If an object (model or Dictionary<string, object>) is provided, a WHERE clause is generated in the form of "Column1 = @Value1 AND Column2 = @Value2 [...]".
If a filter string is provided, it is used as the where clause. Optionally, an object can be provided as parameters for the query.
To add sorting, use the
.WithSorting(...) method. This accepts a list of strings or SortExpressions (the latter is only needed for descending sorts). To prevent SQL injection attacks, column names are validated against the database.
To add limits, use the
.WithLimits(...) method. The type of limits avaialble vary from database to database. Most provide Top, Offset/Fetch, and one or more forms of random sampling.
Sorting is often required when using Offset/Fetch. It is not allowed when using random sampling.
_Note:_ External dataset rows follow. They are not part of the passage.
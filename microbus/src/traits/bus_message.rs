/*
 * Copyright (c) 2024. Govcraft
 *
 * Licensed under either of
 *   * Apache License, Version 2.0 (the "License");
 *     you may not use this file except in compliance with the License.
 *     You may obtain a copy of the License at http://www.apache.org/licenses/LICENSE-2.0
 *   * MIT license: http://opensource.org/licenses/MIT
 *
 * Unless required by applicable law or agreed to in writing, software
 * distributed under the License is distributed on an "AS IS" BASIS,
 * WITHOUT WARRANTIES OR CONDITIONS OF ANY KIND, either express or implied.
 * See the applicable License for the specific language governing permissions and
 * limitations under that License.
 */
use std::any::Any;
use std::fmt::Debug;

/// A marker trait for every type that can travel through the [`MessageBus`](crate::common::MessageBus).
///
/// It combines `Any`, `Send`, `Sync` and `Debug` so that messages can be shared
/// between worker tasks, logged, and downcast back to their concrete type when
/// a worker dispatches them to a reaction.
///
/// A blanket implementation covers every qualifying type. Domain code never
/// implements this directly; it implements [`Event`] or [`Broadcast`] instead.
pub trait BusMessage: Any + Send + Sync + Debug {
    /// Returns the message as `&dyn Any` for downcasting.
    fn as_any(&self) -> &dyn Any;
}

impl<T> BusMessage for T
where
    T: Any + Send + Sync + Debug,
{
    #[inline]
    fn as_any(&self) -> &dyn Any {
        self
    }
}

/// A request whose sender expects exactly one outcome of type [`Event::Reply`].
///
/// Events are routed round-robin to one subscriber. The sender receives an
/// [`Outcome`](crate::common::Outcome) that resolves when the handling worker
/// completes the event.
///
/// Identity is per send: the bus tags each routed instance with a fresh
/// [`EventId`](crate::message::EventId), so two equal values sent separately are
/// two distinct events.
///
/// ```rust,ignore
/// #[derive(Clone, Debug)]
/// struct Ping;
///
/// impl Event for Ping {
///     type Reply = String;
/// }
/// ```
pub trait Event: BusMessage + Clone {
    /// The value the handling worker completes this event with.
    type Reply: Clone + Send + Sync + Debug + 'static;
}

/// A notification delivered to every current subscriber, with no result channel.
pub trait Broadcast: BusMessage + Clone {}
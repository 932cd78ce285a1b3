/*
 * Copyright (c) 2024. Govcraft
 *
 * Licensed under either of
 *   * Apache License, Version 2.0 (the "License");
 *     you may not use this file except in compliance with the License.
 *     You may obtain a copy of the License at http://www.apache.org/licenses/LICENSE-2.0
 *   * MIT license: http://opensource.org/licenses/MIT
 *
 * Unless required by applicable law or agreed to in writing, software
 * distributed under the License is distributed on an "AS IS" BASIS,
 * WITHOUT WARRANTIES OR CONDITIONS OF ANY KIND, either express or implied.
 * See the applicable License for the specific language governing permissions and
 * limitations under that License.
 */

use std::time::Duration;

use microbus::prelude::*;

// --- Messages ---

/// Asked of whichever pong worker is next in line.
#[bus_event(String)]
struct Ping(u32);

/// Sent to every worker once per round.
#[bus_broadcast]
struct Tick(u32);

// --- Workers ---

/// Answers pings and counts the rounds it has seen.
#[bus_worker]
struct Ponger {
    answered: u32,
    rounds: u32,
}

impl MicroService for Ponger {
    fn initialize(worker: &mut ManagedWorker<Idle, Self>) {
        worker
            .on_event::<Ping>(|worker, ctx| {
                worker.model.answered += 1;
                let reply = format!("pong {} from {}", ctx.event().0, worker.name());
                ctx.complete(reply);
                Reaction::ready()
            })
            .on_broadcast::<Tick>(|worker, _| {
                worker.model.rounds += 1;
                Reaction::ready()
            })
            .after_stop(|worker| {
                println!(
                    "{} answered {} pings over {} rounds",
                    worker.name(),
                    worker.model.answered,
                    worker.model.rounds
                );
                Reaction::ready()
            });
    }
}

/// Prints every worker that comes up or goes away.
#[bus_worker]
struct Roster;

#[tokio::main]
async fn main() -> anyhow::Result<()> {
    tracing_subscriber::fmt()
        .with_env_filter(tracing_subscriber::EnvFilter::from_default_env())
        .init();

    // 1. Launch a runtime; it owns the bus every worker shares.
    let runtime = BusApp::launch();

    // 2. A roster that watches lifecycle announcements, silent about itself.
    let mut roster = runtime.new_worker::<Roster>("roster");
    roster
        .announce_lifecycle(false)
        .on_broadcast::<WorkerStateChanged>(|_, ctx| {
            let change = ctx.broadcast();
            println!("{} is now {:?}", change.worker, change.state);
            Reaction::ready()
        });
    roster.start().await;

    // 3. Two pongers share the Ping rotation.
    runtime.spawn_service::<Ponger>("left").await;
    runtime.spawn_service::<Ponger>("right").await;

    // 4. Each round: one broadcast to everyone, two pings served round-robin.
    for round in 0..3 {
        runtime.bus().send_broadcast(Tick(round));
        for n in 0..2 {
            let Some(outcome) = runtime.bus().send_event(Ping(round * 2 + n)) else {
                println!("nobody to answer ping {n}");
                continue;
            };
            println!("{}", outcome.get_timeout(Duration::from_secs(1)).await?);
        }
    }

    // 5. Stop everything; announcements and final counts are printed on the way out.
    runtime.shutdown_all().await?;
    Ok(())
}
Filters can be added (or replaced) using the
.WithFilter(...) method. This uses the same filters (WHERE clause or filter object) that are available when calling
When using a filter string with filter parameter object, the SQL generator won't be able to determine which properties/keys are applicable. Instead, all of them will be sent to the database.
When using a filter string with filter parameter object, and one of the filtered columns is an ANSI string (
varchar), you may experience performance degradation. To avoid this, pass in an array of
DbParameter objects with the correct
DbParameter.DbType value. (Normally DbType is inferred by checking against the column’s type.)
If no columns are desired by the materializer, 'SELECT 1' is returned instead.
If soft deletes are enable for this table, the WHERE clause will filter out deleted rows.
All databases work the same expect for what types of limits they support.